• [The data]:
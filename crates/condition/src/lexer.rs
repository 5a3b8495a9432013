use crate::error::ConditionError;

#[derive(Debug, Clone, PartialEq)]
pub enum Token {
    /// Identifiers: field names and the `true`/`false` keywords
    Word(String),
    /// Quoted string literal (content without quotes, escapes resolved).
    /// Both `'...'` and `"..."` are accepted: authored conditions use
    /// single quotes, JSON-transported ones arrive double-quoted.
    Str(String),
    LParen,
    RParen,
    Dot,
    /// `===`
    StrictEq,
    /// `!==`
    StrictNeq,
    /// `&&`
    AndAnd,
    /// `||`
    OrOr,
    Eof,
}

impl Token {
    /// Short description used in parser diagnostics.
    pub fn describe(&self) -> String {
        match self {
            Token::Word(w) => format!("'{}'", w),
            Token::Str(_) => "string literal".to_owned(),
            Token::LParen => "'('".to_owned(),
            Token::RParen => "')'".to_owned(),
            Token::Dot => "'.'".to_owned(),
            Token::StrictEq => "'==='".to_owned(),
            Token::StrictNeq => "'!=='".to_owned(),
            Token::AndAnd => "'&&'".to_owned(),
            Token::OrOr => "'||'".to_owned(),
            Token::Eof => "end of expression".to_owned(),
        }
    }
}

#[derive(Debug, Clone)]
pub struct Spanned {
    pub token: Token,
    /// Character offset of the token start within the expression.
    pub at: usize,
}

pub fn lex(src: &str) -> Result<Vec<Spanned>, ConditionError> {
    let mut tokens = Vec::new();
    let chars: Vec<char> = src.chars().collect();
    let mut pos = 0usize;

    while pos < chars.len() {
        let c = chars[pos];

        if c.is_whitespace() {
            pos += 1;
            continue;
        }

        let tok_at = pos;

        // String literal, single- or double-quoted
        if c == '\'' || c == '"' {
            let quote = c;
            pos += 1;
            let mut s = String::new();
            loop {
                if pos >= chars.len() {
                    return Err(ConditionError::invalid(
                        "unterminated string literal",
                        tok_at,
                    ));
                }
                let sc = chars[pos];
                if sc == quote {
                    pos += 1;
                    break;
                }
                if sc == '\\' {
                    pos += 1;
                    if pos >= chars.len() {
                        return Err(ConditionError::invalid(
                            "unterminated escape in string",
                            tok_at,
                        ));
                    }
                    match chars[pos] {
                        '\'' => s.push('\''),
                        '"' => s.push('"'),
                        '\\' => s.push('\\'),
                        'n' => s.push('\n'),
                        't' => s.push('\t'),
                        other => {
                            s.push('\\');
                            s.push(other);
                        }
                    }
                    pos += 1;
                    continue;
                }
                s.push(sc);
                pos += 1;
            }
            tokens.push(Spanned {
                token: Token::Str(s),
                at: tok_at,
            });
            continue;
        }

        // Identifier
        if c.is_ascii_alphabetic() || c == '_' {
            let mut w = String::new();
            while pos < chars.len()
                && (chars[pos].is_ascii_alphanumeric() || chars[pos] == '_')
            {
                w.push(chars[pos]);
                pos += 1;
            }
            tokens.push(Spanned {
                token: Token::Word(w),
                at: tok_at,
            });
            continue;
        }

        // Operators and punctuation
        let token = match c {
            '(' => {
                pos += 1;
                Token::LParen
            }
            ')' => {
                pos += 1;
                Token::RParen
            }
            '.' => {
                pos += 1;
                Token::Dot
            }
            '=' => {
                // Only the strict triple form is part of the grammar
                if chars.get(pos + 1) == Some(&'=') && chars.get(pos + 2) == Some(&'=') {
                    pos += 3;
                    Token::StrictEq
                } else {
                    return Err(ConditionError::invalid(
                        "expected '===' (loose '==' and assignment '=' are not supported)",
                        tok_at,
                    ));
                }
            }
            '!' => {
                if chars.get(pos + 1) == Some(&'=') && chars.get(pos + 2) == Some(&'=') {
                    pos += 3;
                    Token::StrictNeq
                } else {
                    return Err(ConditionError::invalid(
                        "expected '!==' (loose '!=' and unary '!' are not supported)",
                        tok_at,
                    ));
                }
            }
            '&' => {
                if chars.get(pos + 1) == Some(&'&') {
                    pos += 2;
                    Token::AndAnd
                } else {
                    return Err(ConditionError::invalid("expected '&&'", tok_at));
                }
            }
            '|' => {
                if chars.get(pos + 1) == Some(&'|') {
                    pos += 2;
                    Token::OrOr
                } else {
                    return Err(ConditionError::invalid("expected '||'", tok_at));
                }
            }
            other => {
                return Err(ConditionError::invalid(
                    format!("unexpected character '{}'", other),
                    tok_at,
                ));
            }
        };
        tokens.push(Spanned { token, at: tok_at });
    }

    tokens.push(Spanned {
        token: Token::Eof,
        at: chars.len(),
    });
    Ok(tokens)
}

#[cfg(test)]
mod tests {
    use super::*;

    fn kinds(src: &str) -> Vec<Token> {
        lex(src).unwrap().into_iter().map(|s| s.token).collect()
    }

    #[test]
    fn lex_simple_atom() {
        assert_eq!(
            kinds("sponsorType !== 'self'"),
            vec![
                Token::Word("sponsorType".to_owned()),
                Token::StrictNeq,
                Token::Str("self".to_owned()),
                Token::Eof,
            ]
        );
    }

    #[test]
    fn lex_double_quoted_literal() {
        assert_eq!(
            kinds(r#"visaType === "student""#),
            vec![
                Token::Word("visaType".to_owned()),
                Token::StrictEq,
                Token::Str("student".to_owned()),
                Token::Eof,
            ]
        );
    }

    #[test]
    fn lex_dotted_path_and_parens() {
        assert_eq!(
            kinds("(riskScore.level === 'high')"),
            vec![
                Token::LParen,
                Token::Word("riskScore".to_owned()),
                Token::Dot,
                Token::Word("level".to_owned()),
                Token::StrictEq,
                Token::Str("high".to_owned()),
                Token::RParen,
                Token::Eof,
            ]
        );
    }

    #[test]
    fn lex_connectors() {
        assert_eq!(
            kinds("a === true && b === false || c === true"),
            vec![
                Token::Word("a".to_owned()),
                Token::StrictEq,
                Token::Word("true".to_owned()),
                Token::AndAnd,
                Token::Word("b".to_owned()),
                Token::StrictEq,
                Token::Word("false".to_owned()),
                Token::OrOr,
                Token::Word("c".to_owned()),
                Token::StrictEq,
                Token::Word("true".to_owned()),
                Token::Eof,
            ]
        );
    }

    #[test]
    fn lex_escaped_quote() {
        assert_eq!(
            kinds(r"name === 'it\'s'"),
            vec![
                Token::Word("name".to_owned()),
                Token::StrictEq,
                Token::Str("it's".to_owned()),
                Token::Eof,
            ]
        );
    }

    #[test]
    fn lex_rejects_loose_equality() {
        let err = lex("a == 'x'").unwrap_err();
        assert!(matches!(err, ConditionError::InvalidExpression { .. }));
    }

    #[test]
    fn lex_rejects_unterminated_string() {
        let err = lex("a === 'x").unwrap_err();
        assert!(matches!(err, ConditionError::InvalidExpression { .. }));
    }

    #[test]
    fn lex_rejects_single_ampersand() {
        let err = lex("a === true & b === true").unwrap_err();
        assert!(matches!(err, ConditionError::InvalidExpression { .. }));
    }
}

• [Try it]:
The whole of the data must be given back word for word.

• [Solution]:
filename crates/condition/src/lexer.rs
repository 5a3b8495a9432013
use crate::error::ConditionError;

#[derive(Debug, Clone, PartialEq)]
pub enum Token {
    /// Identifiers: field names and the `true`/`false` keywords
    Word(String),
    /// Quoted string literal (content without quotes, escapes resolved).
    /// Both `'...'` and `"..."` are accepted: authored conditions use
    /// single quotes, JSON-transported ones arrive double-quoted.
    Str(String),
    LParen,
    RParen,
    Dot,
    /// `===`
    StrictEq,
    /// `!==`
    StrictNeq,
    /// `&&`
    AndAnd,
    /// `||`
    OrOr,
    Eof,
}

impl Token {
    /// Short description used in parser diagnostics.
    pub fn describe(&self) -> String {
        match self {
            Token::Word(w) => format!("'{}'", w),
            Token::Str(_) => "string literal".to_owned(),
            Token::LParen => "'('".to_owned(),
            Token::RParen => "')'".to_owned(),
            Token::Dot => "'.'".to_owned(),
            Token::StrictEq => "'==='".to_owned(),
            Token::StrictNeq => "'!=='".to_owned(),
            Token::AndAnd => "'&&'".to_owned(),
            Token::OrOr => "'||'".to_owned(),
            Token::Eof => "end of expression".to_owned(),
        }
    }
}

#[derive(Debug, Clone)]
pub struct Spanned {
    pub token: Token,
    /// Character offset of the token start within the expression.
    pub at: usize,
}

pub fn lex(src: &str) -> Result<Vec<Spanned>, ConditionError> {
    let mut tokens = Vec::new();
    let chars: Vec<char> = src.chars().collect();
    let mut pos = 0usize;

    while pos < chars.len() {
        let c = chars[pos];

        if c.is_whitespace() {
            pos += 1;
            continue;
        }

        let tok_at = pos;

        // String literal, single- or double-quoted
        if c == '\'' || c == '"' {
            let quote = c;
            pos += 1;
            let mut s = String::new();
            loop {
                if pos >= chars.len() {
                    return Err(ConditionError::invalid(
                        "unterminated string literal",
                        tok_at,
                    ));
                }
                let sc = chars[pos];
                if sc == quote {
                    pos += 1;
                    break;
                }
                if sc == '\\' {
                    pos += 1;
                    if pos >= chars.len() {
                        return Err(ConditionError::invalid(
                            "unterminated escape in string",
                            tok_at,
                        ));
                    }
                    match chars[pos] {
                        '\'' => s.push('\''),
                        '"' => s.push('"'),
                        '\\' => s.push('\\'),
                        'n' => s.push('\n'),
                        't' => s.push('\t'),
                        other => {
                            s.push('\\');
                            s.push(other);
                        }
                    }
                    pos += 1;
                    continue;
                }
                s.push(sc);
                pos += 1;
            }
            tokens.push(Spanned {
                token: Token::Str(s),
                at: tok_at,
            });
            continue;
        }

        // Identifier
        if c.is_ascii_alphabetic() || c == '_' {
            let mut w = String::new();
            while pos < chars.len()
                && (chars[pos].is_ascii_alphanumeric() || chars[pos] == '_')
            {
                w.push(chars[pos]);
                pos += 1;
            }
            tokens.push(Spanned {
                token: Token::Word(w),
                at: tok_at,
            });
            continue;
        }

        // Operators and punctuation
        let token = match c {
            '(' => {
                pos += 1;
                Token::LParen
            }
            ')' => {
                pos += 1;
                Token::RParen
            }
            '.' => {
                pos += 1;
                Token::Dot
            }
            '=' => {
                // Only the strict triple form is part of the grammar
                if chars.get(pos + 1) == Some(&'=') && chars.get(pos + 2) == Some(&'=') {
                    pos += 3;
                    Token::StrictEq
                } else {
                    return Err(ConditionError::invalid(
                        "expected '===' (loose '==' and assignment '=' are not supported)",
                        tok_at,
                    ));
                }
            }
            '!' => {
                if chars.get(pos + 1) == Some(&'=') && chars.get(pos + 2) == Some(&'=') {
                    pos += 3;
                    Token::StrictNeq
                } else {
                    return Err(ConditionError::invalid(
                        "expected '!==' (loose '!=' and unary '!' are not supported)",
                        tok_at,
                    ));
                }
            }
            '&' => {
                if chars.get(pos + 1) == Some(&'&') {
                    pos += 2;
                    Token::AndAnd
                } else {
                    return Err(ConditionError::invalid("expected '&&'", tok_at));
                }
            }
            '|' => {
                if chars.get(pos + 1) == Some(&'|') {
                    pos += 2;
                    Token::OrOr
                } else {
                    return Err(ConditionError::invalid("expected '||'", tok_at));
                }
            }
            other => {
                return Err(ConditionError::invalid(
                    format!("unexpected character '{}'", other),
                    tok_at,
                ));
            }
        };
        tokens.push(Spanned { token, at: tok_at });
    }

    tokens.push(Spanned {
        token: Token::Eof,
        at: chars.len(),
    });
    Ok(tokens)
}

#[cfg(test)]
mod tests {
    use super::*;

    fn kinds(src: &str) -> Vec<Token> {
        lex(src).unwrap().into_iter().map(|s| s.token).collect()
    }

    #[test]
    fn lex_simple_atom() {
        assert_eq!(
            kinds("sponsorType !== 'self'"),
            vec![
                Token::Word("sponsorType".to_owned()),
                Token::StrictNeq,
                Token::Str("self".to_owned()),
                Token::Eof,
            ]
        );
    }

    #[test]
    fn lex_double_quoted_literal() {
        assert_eq!(
            kinds(r#"visaType === "student""#),
            vec![
                Token::Word("visaType".to_owned()),
                Token::StrictEq,
                Token::Str("student".to_owned()),
                Token::Eof,
            ]
        );
    }

    #[test]
    fn lex_dotted_path_and_parens() {
        assert_eq!(
            kinds("(riskScore.level === 'high')"),
            vec![
                Token::LParen,
                Token::Word("riskScore".to_owned()),
                Token::Dot,
                Token::Word("level".to_owned()),
                Token::StrictEq,
                Token::Str("high".to_owned()),
                Token::RParen,
                Token::Eof,
            ]
        );
    }

    #[test]
    fn lex_connectors() {
        assert_eq!(
            kinds("a === true && b === false || c === true"),
            vec![
                Token::Word("a".to_owned()),
                Token::StrictEq,
                Token::Word("true".to_owned()),
                Token::AndAnd,
                Token::Word("b".to_owned()),
                Token::StrictEq,
                Token::Word("false".to_owned()),
                Token::OrOr,
                Token::Word("c".to_owned()),
                Token::StrictEq,
                Token::Word("true".to_owned()),
                Token::Eof,
            ]
        );
    }

    #[test]
    fn lex_escaped_quote() {
        assert_eq!(
            kinds(r"name === 'it\'s'"),
            vec![
                Token::Word("name".to_owned()),
                Token::StrictEq,
                Token::Str("it's".to_owned()),
                Token::Eof,
            ]
        );
    }

    #[test]
    fn lex_rejects_loose_equality() {
        let err = lex("a == 'x'").unwrap_err();
        assert!(matches!(err, ConditionError::InvalidExpression { .. }));
    }

    #[test]
    fn lex_rejects_unterminated_string() {
        let err = lex("a === 'x").unwrap_err();
        assert!(matches!(err, ConditionError::InvalidExpression { .. }));
    }

    #[test]
    fn lex_rejects_single_ampersand() {
        let err = lex("a === true & b === true").unwrap_err();
        assert!(matches!(err, ConditionError::InvalidExpression { .. }));
    }
}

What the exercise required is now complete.